HOW TO COMPLETE THIS TASK: Your answer must consist of every line from the data below that includes the word "SqliteSettingsRepository".

RECORDS FOR THIS EXERCISE:
- - - - - - -

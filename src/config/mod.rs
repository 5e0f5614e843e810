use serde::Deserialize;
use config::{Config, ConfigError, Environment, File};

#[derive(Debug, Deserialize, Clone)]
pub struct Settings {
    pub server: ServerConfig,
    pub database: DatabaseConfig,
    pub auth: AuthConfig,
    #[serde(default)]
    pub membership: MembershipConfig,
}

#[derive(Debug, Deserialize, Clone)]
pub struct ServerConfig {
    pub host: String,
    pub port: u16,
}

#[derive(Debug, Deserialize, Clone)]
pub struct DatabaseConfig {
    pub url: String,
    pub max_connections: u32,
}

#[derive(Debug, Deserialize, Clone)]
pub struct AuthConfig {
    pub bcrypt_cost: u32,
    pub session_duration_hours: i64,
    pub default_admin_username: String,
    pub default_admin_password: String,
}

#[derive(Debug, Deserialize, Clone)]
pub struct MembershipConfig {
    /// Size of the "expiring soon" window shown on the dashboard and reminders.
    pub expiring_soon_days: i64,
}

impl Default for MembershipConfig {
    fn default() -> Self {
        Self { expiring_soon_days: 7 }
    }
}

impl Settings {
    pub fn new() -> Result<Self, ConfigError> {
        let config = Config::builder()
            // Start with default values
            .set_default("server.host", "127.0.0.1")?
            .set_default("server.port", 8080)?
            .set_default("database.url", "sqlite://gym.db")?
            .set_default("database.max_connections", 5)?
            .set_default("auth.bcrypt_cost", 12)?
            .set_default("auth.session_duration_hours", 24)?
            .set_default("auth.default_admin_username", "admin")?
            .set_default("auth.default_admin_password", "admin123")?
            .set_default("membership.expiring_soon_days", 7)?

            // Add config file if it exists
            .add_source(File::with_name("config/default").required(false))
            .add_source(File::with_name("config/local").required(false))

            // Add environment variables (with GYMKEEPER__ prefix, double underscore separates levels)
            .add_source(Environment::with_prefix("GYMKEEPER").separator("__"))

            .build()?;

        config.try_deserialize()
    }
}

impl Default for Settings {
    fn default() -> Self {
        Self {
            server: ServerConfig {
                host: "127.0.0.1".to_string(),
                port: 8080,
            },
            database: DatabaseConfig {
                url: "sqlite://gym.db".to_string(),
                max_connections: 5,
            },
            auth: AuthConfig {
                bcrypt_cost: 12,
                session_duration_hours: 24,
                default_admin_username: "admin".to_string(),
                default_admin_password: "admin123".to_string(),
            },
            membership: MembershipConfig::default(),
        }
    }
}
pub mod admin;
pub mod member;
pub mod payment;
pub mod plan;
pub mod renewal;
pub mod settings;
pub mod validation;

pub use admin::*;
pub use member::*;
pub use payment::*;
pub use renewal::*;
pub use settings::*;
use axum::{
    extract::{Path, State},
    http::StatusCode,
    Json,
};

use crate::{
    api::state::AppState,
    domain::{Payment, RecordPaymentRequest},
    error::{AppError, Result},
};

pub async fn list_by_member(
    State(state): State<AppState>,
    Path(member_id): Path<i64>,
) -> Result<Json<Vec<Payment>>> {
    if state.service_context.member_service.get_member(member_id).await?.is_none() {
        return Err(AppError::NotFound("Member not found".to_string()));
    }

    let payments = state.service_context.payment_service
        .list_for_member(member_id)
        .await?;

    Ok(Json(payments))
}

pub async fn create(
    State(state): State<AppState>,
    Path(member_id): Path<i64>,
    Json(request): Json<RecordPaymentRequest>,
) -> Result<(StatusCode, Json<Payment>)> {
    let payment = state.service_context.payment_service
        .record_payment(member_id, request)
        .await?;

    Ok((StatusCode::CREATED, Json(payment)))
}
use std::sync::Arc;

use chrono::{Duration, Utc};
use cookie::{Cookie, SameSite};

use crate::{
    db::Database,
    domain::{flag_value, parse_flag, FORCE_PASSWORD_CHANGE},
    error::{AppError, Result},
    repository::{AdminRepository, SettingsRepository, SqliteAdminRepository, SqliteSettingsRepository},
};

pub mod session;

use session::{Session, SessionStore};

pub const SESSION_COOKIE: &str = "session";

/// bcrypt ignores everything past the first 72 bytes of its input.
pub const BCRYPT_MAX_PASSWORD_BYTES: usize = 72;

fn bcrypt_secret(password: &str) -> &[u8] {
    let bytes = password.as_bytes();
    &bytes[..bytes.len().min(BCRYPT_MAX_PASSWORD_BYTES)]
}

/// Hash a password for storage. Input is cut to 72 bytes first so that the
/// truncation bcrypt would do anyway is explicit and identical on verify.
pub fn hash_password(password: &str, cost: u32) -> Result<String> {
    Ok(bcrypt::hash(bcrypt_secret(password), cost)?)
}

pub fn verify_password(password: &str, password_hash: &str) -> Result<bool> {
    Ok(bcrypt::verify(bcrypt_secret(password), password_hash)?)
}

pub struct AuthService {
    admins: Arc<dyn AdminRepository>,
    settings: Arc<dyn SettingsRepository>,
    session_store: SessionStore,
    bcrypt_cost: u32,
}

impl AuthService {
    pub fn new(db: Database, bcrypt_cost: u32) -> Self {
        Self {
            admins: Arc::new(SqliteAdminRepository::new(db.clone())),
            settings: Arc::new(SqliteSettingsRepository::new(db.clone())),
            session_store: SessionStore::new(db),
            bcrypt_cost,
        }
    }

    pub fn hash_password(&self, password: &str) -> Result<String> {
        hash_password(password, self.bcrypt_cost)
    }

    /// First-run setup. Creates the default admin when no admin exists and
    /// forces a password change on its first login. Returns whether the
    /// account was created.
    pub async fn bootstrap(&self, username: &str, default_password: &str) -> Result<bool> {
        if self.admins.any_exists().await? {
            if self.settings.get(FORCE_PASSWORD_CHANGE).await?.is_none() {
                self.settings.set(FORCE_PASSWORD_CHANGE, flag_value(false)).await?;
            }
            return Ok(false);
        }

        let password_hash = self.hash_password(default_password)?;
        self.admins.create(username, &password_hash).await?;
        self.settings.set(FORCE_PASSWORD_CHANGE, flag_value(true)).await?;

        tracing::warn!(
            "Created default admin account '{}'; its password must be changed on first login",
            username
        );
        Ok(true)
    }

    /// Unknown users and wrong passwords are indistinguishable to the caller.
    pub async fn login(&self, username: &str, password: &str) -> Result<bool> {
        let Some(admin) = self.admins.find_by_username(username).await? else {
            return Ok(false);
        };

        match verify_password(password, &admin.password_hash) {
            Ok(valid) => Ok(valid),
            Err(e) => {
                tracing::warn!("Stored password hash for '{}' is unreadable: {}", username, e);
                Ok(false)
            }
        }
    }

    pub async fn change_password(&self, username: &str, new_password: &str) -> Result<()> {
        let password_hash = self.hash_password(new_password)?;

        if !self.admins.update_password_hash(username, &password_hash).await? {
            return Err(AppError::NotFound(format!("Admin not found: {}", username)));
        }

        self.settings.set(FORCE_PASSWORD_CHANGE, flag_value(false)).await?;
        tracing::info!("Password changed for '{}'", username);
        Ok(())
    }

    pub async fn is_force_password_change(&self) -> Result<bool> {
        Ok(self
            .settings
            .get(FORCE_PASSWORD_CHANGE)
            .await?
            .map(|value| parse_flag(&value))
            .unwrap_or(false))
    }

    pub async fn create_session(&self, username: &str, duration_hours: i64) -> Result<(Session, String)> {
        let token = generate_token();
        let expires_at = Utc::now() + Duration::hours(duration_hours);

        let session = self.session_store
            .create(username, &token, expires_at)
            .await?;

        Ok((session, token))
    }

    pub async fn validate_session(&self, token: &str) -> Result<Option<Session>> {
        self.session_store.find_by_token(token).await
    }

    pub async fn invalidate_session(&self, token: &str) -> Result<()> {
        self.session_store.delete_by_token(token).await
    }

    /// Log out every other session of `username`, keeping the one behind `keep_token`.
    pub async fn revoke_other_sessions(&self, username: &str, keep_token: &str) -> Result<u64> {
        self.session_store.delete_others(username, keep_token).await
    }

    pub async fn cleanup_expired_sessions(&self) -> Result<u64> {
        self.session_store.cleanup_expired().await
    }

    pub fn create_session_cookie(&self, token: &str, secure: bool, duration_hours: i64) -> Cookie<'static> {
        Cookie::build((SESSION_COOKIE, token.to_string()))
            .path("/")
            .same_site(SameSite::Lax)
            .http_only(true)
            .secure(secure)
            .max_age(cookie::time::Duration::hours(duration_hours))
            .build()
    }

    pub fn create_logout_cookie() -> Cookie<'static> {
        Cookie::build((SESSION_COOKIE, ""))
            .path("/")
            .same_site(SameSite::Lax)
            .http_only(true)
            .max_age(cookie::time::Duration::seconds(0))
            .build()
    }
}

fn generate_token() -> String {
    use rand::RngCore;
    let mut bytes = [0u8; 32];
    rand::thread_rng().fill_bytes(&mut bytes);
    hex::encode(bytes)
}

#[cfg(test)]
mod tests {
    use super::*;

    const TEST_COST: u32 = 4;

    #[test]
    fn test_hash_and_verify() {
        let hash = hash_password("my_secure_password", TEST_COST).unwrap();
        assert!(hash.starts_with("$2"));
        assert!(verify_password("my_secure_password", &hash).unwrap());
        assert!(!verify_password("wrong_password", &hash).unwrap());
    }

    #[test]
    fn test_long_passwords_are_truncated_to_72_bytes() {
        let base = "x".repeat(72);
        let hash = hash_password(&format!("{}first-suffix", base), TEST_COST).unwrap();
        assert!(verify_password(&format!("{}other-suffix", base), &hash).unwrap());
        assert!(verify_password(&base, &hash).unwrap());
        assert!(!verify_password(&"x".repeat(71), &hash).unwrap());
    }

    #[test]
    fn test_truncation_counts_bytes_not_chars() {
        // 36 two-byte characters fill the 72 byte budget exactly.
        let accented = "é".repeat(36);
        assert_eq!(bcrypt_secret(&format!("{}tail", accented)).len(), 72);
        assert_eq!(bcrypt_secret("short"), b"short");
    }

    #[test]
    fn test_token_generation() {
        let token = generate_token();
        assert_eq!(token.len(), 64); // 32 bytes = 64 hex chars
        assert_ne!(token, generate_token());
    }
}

- - - - - - -

TASK RESPONSE:
    repository::{AdminRepository, SettingsRepository, SqliteAdminRepository, SqliteSettingsRepository},
            settings: Arc::new(SqliteSettingsRepository::new(db.clone())),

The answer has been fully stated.